-- Records provided follows --

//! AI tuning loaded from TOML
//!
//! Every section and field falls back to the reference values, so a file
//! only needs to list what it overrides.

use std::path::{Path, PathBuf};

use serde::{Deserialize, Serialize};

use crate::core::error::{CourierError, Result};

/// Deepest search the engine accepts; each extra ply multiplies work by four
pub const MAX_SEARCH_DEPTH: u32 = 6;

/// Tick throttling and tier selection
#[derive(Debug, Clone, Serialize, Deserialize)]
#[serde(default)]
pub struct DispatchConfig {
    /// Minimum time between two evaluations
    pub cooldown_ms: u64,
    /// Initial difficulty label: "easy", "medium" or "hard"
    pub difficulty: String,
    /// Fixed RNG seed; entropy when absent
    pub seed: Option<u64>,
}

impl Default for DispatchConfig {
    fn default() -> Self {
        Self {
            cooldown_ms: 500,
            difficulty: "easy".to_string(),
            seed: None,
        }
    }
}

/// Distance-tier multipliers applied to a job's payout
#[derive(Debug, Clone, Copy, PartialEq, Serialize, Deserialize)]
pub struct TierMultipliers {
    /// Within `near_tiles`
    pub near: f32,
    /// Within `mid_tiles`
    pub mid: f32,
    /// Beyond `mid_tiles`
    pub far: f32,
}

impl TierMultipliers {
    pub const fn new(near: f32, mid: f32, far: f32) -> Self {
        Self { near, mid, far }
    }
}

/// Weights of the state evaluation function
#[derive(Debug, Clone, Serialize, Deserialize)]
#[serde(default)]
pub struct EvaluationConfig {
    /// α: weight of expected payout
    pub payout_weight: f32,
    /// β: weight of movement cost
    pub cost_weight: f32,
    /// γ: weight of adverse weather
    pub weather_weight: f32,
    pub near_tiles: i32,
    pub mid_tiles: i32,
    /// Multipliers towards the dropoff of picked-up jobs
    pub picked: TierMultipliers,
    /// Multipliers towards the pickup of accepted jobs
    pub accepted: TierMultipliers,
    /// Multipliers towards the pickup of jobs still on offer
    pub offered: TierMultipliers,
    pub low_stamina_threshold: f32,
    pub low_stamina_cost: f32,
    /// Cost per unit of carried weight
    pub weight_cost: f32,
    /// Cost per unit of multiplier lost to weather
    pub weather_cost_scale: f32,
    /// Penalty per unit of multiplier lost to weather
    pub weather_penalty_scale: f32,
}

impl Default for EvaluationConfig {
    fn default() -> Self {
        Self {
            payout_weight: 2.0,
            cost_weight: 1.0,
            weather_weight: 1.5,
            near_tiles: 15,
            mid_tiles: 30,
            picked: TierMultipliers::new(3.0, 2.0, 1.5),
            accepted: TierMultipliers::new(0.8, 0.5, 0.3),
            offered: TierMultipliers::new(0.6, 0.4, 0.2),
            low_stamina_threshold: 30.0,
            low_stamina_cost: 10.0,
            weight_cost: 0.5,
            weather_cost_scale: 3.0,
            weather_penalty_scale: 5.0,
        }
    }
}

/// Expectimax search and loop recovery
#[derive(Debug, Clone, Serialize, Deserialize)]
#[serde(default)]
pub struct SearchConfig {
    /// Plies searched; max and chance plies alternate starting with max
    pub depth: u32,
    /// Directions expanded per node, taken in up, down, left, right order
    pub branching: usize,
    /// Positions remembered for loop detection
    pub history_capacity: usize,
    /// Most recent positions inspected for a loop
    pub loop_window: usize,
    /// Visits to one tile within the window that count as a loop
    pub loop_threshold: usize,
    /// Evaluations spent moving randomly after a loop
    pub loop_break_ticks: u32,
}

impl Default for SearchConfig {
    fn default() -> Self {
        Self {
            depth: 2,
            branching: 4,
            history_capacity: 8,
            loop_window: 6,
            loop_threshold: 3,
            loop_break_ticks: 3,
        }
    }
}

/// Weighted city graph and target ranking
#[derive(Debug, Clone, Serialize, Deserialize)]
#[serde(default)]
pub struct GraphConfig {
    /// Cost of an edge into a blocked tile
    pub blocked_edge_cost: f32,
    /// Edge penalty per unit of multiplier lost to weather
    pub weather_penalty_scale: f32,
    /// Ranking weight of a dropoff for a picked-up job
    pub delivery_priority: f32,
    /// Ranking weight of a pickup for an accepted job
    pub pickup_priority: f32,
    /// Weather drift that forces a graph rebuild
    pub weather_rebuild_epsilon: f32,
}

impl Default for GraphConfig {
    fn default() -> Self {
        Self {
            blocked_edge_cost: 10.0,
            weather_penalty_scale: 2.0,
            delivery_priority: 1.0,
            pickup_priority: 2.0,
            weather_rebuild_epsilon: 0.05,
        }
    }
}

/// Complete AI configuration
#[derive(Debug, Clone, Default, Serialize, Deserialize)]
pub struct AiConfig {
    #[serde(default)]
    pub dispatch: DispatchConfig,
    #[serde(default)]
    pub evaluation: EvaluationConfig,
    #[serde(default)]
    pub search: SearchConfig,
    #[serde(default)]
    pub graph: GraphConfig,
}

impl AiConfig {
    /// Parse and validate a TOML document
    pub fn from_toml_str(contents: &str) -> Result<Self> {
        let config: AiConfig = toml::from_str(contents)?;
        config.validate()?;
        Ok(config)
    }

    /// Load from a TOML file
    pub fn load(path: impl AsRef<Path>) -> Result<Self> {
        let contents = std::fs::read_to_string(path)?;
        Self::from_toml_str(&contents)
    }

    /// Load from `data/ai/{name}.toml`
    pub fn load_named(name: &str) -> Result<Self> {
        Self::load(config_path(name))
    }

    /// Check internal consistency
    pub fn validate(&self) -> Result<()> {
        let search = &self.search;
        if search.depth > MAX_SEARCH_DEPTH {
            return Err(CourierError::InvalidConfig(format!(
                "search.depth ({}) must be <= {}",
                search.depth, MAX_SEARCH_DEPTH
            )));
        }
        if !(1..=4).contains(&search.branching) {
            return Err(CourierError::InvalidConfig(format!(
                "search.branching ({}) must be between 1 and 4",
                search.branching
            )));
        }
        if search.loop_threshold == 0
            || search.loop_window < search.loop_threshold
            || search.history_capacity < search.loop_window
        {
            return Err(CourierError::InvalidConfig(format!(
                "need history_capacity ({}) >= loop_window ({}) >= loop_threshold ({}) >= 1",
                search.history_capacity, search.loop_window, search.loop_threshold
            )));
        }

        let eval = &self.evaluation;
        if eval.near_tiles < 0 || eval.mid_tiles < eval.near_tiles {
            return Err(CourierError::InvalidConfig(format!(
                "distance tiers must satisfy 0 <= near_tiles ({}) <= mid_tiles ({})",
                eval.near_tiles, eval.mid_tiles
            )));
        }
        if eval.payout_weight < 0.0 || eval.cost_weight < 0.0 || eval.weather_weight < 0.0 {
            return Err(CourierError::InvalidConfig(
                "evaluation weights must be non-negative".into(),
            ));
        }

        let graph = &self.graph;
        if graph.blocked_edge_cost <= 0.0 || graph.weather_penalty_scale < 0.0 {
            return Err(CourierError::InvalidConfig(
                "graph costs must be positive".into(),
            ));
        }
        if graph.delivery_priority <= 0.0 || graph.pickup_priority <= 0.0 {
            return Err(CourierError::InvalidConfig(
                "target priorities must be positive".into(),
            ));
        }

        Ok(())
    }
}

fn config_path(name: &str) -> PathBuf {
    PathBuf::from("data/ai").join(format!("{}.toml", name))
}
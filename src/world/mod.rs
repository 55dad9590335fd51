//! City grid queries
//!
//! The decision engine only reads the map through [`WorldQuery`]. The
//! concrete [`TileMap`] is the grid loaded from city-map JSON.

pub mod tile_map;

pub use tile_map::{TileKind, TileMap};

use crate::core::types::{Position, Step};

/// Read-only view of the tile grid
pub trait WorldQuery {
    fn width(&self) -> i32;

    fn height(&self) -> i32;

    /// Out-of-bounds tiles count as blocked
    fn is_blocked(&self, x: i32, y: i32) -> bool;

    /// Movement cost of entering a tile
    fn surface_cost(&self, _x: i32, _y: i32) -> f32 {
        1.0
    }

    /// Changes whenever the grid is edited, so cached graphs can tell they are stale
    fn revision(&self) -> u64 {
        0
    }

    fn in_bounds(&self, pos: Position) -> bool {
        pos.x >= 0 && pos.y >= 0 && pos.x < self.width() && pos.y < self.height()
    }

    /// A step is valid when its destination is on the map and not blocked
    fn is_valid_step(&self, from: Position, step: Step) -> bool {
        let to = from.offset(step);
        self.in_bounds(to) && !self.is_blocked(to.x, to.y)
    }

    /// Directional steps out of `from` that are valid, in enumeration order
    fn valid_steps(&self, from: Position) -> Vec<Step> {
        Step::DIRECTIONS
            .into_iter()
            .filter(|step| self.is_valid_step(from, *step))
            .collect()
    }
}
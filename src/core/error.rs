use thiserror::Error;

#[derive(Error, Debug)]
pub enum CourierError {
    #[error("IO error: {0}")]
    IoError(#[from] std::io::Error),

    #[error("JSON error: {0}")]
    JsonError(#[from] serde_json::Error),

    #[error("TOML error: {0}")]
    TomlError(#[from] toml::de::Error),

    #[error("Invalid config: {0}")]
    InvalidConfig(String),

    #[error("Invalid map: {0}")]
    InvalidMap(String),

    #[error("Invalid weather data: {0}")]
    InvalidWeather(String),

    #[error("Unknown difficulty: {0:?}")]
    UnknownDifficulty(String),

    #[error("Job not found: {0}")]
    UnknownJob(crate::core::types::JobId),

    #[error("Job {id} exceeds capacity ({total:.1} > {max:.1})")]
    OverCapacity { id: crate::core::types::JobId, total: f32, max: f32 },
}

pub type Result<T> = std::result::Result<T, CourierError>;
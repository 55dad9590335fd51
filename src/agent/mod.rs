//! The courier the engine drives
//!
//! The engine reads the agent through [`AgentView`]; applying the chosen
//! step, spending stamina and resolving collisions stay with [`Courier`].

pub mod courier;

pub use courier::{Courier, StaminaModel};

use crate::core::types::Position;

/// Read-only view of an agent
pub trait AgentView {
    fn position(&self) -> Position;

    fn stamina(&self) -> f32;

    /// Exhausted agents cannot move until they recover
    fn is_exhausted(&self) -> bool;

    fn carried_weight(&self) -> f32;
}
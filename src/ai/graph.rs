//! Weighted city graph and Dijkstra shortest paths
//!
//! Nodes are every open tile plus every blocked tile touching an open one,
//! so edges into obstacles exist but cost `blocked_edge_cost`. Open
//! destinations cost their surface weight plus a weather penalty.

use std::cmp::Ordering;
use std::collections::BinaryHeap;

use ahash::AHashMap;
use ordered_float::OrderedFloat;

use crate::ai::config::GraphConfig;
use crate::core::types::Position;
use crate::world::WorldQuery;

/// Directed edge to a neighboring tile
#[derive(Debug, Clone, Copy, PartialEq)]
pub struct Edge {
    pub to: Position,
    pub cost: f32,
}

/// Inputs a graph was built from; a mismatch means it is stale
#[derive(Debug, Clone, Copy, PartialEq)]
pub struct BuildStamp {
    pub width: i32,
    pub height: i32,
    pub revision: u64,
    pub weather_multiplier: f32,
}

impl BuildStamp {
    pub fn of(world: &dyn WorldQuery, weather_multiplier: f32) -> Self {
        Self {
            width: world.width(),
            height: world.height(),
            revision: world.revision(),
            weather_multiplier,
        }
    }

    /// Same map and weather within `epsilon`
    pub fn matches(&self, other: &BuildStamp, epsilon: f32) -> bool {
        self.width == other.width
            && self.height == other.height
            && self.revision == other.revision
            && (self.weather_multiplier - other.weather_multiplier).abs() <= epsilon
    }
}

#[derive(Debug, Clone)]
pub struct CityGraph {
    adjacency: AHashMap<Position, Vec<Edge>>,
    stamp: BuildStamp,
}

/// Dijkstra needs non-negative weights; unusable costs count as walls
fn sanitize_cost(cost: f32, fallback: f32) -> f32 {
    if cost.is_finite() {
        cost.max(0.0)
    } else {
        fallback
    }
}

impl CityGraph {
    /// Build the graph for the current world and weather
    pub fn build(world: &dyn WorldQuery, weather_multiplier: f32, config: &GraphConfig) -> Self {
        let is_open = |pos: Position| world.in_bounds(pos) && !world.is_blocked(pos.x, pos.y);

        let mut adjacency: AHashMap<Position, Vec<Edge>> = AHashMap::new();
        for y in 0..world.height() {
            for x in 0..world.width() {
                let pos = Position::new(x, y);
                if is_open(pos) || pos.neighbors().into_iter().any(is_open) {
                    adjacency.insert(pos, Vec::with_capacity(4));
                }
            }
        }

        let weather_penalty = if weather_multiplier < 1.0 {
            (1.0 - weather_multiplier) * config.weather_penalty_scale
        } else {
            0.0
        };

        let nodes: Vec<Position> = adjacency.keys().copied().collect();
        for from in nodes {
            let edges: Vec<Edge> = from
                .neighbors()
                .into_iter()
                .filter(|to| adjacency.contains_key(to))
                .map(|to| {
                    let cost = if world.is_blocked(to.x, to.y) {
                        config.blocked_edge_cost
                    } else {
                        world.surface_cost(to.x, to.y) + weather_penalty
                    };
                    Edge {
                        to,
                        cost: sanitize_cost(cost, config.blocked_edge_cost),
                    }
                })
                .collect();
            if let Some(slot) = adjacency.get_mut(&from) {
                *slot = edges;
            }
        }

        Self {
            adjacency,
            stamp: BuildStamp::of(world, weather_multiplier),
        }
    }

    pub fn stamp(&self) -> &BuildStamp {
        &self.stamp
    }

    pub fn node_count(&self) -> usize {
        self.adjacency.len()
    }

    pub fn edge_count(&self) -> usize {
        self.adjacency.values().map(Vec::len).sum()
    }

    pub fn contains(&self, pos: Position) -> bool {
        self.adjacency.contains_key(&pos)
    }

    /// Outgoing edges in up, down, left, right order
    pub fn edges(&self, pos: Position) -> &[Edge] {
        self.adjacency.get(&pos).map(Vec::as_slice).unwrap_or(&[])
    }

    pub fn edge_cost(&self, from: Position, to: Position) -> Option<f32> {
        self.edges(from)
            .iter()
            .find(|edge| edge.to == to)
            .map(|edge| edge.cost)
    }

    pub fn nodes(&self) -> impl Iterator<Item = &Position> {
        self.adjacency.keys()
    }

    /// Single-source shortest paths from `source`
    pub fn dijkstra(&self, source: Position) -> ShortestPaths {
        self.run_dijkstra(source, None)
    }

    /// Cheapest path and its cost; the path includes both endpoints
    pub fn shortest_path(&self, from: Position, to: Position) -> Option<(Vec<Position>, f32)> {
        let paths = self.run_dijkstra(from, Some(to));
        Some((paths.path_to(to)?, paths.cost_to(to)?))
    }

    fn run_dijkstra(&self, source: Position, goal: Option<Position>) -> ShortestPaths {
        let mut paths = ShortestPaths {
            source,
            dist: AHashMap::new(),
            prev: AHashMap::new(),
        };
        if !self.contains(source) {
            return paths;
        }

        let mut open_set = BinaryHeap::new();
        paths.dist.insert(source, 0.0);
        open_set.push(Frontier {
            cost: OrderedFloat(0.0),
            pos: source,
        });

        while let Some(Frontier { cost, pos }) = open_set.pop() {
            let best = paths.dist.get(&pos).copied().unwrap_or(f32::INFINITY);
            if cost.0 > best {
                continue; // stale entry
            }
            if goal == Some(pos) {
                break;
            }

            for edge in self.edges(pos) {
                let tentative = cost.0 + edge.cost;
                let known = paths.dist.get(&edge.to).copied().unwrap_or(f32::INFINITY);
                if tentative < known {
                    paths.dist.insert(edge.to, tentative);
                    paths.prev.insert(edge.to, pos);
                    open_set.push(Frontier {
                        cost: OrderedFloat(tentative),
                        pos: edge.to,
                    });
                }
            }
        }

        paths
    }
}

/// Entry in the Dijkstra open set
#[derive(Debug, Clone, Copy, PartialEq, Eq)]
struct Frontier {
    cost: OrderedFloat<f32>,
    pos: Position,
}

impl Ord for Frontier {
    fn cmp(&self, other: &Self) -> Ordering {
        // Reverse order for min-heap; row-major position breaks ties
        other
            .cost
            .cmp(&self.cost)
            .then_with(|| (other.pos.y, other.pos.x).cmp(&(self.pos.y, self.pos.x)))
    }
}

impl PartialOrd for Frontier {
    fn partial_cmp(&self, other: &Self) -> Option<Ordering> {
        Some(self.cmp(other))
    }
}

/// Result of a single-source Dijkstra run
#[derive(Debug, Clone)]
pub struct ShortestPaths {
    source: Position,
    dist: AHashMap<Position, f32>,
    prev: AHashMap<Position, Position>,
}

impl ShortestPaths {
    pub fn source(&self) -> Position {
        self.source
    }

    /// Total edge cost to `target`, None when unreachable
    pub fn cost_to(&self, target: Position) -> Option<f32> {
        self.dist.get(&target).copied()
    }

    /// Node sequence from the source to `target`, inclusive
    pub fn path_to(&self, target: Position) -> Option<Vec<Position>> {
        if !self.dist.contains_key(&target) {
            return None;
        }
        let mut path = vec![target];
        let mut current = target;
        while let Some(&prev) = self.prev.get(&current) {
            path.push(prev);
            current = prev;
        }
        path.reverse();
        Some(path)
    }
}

-- Records provided concluded --

Action item.
Return each line of the records above in which the word "dropoff" occurs.

Answer to this task.
    /// Multipliers towards the dropoff of picked-up jobs
    /// Ranking weight of a dropoff for a picked-up job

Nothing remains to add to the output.